**What the task asks**
The entries that follow include a run beginning at the line with "queue was full." and ending at the line with "let evicted = if"; restate that run word for word and leave the rest out.

++++ Input data

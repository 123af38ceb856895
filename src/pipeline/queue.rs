//! Bounded hand-off between ingestion and classification. Pushing never waits: when the queue
//! is full the oldest pending item is evicted and handed back to the caller.

use std::collections::VecDeque;
use std::sync::{Mutex, MutexGuard, PoisonError};
use tokio::sync::Notify;

struct State<T> {
    items: VecDeque<T>,
    closed: bool,
}

pub struct DropOldestQueue<T> {
    state: Mutex<State<T>>,
    notify: Notify,
    capacity: usize,
}

impl<T> DropOldestQueue<T> {
    pub fn new(capacity: usize) -> Self {
        Self {
            state: Mutex::new(State {
                items: VecDeque::with_capacity(capacity),
                closed: false,
            }),
            notify: Notify::new(),
            capacity,
        }
    }

    fn lock(&self) -> MutexGuard<'_, State<T>> {
        self.state.lock().unwrap_or_else(PoisonError::into_inner)
    }

    /// Enqueue without blocking; returns the evicted item when the queue was full.
    pub fn push(&self, item: T) -> Option<T> {
        let evicted = {
            let mut st = self.lock();
            let evicted = if st.items.len() >= self.capacity {
                st.items.pop_front()
            } else {
                None
            };
            st.items.push_back(item);
            evicted
        };
        self.notify.notify_one();
        evicted
    }

    /// Next item in FIFO order. `None` once the queue is closed and drained.
    pub async fn pop(&self) -> Option<T> {
        loop {
            let notified = self.notify.notified();
            tokio::pin!(notified);
            // register before looking, so a push or close between the check and the await
            // still wakes us
            notified.as_mut().enable();
            {
                let mut st = self.lock();
                if let Some(item) = st.items.pop_front() {
                    return Some(item);
                }
                if st.closed {
                    return None;
                }
            }
            notified.await;
        }
    }

    /// No more pushes are coming; consumers drain what is left and then stop.
    pub fn close(&self) {
        self.lock().closed = true;
        self.notify.notify_waiters();
    }

    pub fn len(&self) -> usize {
        self.lock().items.len()
    }

    pub fn is_empty(&self) -> bool {
        self.len() == 0
    }

    pub fn capacity(&self) -> usize {
        self.capacity
    }
}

++++++++

**Written solution**
    /// Enqueue without blocking; returns the evicted item when the queue was full.
    pub fn push(&self, item: T) -> Option<T> {
        let evicted = {
            let mut st = self.lock();
            let evicted = if st.items.len() >= self.capacity {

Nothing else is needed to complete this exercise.